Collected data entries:
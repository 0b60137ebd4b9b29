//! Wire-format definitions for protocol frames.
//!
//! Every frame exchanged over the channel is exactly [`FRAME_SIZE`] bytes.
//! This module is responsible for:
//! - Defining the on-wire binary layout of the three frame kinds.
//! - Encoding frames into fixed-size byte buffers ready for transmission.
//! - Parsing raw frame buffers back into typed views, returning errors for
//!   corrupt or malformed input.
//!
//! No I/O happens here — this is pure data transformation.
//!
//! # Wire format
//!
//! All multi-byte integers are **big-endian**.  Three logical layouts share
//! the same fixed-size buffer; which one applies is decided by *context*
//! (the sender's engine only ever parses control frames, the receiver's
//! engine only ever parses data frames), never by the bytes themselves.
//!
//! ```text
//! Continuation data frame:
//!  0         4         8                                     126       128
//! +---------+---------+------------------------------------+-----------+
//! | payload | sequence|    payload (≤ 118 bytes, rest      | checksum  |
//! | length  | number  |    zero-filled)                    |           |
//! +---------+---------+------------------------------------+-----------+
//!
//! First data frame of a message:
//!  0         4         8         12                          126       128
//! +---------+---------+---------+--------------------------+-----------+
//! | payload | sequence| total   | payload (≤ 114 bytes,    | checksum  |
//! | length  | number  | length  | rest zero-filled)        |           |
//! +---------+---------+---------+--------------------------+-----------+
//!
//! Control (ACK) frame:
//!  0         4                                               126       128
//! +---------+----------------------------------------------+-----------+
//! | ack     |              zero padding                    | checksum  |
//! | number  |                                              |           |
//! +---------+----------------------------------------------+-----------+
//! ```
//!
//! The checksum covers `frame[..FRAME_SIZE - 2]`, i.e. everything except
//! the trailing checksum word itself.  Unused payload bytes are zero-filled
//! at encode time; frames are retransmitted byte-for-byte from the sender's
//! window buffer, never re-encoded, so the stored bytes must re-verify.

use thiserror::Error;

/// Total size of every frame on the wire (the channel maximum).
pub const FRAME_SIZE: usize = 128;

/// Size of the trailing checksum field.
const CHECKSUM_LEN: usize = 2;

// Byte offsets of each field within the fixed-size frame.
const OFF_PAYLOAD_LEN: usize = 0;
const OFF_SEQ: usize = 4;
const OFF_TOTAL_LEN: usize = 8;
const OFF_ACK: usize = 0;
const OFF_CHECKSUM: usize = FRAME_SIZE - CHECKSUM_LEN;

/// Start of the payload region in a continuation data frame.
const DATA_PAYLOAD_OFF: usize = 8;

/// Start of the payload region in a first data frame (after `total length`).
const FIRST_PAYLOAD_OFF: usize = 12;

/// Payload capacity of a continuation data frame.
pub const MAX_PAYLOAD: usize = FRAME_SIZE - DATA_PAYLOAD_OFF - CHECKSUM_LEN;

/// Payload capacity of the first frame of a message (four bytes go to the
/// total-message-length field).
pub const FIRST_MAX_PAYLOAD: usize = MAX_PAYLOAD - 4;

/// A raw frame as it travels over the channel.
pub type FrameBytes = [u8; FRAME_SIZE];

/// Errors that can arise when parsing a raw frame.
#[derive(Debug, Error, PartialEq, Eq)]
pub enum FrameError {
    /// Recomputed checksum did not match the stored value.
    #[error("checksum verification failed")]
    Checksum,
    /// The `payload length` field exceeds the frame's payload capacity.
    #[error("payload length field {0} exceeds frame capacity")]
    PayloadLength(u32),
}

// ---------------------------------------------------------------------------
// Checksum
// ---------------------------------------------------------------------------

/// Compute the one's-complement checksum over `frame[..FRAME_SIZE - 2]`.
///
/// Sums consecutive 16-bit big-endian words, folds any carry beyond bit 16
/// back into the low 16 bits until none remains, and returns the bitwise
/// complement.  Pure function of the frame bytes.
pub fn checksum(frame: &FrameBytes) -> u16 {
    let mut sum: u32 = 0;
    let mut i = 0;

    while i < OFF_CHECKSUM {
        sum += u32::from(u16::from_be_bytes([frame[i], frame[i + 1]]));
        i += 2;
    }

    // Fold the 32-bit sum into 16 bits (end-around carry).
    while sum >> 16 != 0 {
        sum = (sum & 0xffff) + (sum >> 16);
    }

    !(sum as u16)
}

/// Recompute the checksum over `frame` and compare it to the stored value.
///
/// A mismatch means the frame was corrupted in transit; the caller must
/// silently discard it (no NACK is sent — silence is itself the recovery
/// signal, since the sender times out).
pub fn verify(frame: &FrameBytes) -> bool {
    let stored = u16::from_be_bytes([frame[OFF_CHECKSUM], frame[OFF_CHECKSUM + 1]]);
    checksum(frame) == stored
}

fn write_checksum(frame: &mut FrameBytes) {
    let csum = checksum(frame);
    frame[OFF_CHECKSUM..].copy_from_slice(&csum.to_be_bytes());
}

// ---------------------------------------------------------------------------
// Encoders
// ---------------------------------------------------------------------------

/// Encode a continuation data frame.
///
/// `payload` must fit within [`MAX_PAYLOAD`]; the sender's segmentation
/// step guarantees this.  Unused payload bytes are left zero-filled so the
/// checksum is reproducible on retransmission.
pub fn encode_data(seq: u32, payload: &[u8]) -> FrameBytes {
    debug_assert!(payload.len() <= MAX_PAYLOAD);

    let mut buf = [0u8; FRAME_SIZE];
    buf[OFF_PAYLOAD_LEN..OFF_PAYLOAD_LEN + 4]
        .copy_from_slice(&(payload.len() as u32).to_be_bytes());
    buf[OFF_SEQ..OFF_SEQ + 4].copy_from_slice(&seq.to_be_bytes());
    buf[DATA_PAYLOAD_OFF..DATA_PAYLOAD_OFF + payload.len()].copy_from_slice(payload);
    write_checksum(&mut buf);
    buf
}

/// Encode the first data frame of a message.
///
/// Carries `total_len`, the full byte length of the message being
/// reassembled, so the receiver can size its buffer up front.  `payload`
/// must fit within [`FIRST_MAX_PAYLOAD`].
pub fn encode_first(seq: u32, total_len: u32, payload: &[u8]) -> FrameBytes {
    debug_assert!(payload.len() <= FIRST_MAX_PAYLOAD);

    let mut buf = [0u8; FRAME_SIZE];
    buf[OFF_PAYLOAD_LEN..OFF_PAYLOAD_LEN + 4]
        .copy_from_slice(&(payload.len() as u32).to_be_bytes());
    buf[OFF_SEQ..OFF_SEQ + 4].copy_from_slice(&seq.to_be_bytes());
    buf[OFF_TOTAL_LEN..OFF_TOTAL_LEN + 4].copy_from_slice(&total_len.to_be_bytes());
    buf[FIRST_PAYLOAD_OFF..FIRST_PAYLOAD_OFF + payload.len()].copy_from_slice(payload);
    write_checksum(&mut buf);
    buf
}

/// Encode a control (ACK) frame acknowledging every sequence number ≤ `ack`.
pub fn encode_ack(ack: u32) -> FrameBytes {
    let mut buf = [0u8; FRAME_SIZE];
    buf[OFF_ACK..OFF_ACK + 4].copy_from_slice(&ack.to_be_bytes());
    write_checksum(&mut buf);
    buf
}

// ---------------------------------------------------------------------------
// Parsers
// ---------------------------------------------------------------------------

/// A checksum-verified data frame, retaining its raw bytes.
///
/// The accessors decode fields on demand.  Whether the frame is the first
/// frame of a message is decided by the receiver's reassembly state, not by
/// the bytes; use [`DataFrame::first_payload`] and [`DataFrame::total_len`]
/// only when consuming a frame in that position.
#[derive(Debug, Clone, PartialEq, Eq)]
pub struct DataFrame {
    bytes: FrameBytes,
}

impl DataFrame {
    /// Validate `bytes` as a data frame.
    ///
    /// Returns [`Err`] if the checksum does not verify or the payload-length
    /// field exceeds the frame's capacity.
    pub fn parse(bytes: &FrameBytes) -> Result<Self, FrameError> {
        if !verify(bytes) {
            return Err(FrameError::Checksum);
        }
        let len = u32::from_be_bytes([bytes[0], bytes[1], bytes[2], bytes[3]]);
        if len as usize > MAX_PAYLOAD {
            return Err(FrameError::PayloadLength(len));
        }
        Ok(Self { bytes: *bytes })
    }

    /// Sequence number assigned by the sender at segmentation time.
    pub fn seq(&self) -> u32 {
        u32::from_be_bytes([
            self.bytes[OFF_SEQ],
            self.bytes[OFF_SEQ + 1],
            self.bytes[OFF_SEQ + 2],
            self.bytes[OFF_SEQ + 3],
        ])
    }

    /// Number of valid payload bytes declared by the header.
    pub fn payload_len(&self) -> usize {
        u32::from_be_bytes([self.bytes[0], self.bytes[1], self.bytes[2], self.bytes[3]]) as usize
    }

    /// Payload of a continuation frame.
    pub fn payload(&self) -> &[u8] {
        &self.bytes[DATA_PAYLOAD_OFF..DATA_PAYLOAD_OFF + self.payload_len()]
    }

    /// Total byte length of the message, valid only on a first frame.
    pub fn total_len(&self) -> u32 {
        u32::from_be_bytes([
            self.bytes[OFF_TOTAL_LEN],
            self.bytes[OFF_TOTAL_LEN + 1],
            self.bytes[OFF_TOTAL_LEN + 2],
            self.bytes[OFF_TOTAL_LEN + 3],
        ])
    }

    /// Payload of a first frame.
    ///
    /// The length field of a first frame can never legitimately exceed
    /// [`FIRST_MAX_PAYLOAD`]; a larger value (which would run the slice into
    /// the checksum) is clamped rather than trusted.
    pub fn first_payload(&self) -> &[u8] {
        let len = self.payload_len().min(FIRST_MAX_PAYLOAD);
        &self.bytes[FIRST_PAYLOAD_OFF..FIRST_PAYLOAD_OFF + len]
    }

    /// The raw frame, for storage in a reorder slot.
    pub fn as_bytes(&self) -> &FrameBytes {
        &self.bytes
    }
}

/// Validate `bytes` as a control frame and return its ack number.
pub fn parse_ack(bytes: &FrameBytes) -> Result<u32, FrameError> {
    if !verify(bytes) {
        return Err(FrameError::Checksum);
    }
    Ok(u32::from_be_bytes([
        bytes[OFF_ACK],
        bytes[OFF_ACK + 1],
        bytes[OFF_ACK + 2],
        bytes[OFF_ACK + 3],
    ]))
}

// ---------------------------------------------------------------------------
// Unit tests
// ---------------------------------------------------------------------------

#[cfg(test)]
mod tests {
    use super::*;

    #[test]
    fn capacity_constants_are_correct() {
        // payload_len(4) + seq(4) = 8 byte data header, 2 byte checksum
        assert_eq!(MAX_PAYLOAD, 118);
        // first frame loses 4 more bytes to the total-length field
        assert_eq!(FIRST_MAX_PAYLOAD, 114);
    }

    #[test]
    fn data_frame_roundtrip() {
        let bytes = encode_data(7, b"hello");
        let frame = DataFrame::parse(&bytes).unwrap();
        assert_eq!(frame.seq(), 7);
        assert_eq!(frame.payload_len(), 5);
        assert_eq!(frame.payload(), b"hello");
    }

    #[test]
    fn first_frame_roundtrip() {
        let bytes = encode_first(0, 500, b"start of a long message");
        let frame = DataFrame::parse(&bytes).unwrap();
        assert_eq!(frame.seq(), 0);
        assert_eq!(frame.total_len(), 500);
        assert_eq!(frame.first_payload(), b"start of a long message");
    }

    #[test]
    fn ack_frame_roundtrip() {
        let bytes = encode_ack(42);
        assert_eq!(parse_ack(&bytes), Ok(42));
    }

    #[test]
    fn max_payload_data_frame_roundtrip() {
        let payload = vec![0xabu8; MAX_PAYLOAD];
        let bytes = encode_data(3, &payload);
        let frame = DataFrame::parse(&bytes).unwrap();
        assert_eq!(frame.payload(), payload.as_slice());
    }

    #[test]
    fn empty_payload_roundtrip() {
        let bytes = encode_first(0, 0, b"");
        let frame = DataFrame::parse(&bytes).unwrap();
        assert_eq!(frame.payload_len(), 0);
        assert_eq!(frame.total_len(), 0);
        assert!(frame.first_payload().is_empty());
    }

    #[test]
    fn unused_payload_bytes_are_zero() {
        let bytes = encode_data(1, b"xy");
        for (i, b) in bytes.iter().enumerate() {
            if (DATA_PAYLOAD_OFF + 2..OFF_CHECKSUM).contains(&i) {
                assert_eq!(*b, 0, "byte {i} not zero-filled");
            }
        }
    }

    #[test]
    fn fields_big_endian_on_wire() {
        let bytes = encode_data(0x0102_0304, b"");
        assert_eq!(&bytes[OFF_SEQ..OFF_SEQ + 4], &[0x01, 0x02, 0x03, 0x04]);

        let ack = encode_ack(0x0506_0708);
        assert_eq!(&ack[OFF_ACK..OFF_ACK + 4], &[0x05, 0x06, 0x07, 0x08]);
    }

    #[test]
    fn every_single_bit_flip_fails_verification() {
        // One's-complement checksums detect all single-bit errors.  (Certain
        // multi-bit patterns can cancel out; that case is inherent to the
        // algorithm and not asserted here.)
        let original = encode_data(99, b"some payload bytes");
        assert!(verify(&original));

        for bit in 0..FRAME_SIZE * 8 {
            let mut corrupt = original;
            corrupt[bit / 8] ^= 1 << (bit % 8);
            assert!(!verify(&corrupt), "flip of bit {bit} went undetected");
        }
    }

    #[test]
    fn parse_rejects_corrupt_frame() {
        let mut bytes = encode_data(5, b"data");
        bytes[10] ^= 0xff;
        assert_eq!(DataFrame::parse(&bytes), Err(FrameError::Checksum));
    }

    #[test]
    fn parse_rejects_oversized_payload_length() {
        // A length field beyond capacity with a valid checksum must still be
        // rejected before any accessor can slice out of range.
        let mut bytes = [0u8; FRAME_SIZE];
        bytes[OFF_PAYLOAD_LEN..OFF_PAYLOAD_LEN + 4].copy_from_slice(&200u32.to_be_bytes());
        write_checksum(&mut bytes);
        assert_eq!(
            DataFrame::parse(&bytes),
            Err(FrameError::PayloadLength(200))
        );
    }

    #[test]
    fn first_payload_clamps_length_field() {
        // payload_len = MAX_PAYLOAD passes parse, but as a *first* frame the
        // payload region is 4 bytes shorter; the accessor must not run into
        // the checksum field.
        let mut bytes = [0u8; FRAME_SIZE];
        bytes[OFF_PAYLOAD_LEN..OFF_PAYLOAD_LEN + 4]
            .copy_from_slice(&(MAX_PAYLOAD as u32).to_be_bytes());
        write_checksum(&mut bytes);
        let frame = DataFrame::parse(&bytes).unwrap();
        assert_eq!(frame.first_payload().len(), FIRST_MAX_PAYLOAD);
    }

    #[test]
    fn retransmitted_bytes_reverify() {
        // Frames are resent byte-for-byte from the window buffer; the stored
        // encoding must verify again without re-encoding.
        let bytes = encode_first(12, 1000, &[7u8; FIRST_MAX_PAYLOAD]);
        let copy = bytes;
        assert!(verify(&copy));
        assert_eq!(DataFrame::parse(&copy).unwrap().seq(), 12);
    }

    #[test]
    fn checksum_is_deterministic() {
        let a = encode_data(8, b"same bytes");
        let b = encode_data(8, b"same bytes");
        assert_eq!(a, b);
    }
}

> _Problem requirements_: Repeat, exactly as they stand above, the lines from the line with "assert_eq!(FIRST_MAX_PAYLOAD, 114);" to the line with "assert_eq!(frame.total_len(), 500);", both lines included.

> _Solution to this problem_:
        assert_eq!(FIRST_MAX_PAYLOAD, 114);
    }

    #[test]
    fn data_frame_roundtrip() {
        let bytes = encode_data(7, b"hello");
        let frame = DataFrame::parse(&bytes).unwrap();
        assert_eq!(frame.seq(), 7);
        assert_eq!(frame.payload_len(), 5);
        assert_eq!(frame.payload(), b"hello");
    }

    #[test]
    fn first_frame_roundtrip() {
        let bytes = encode_first(0, 500, b"start of a long message");
        let frame = DataFrame::parse(&bytes).unwrap();
        assert_eq!(frame.seq(), 0);
        assert_eq!(frame.total_len(), 500);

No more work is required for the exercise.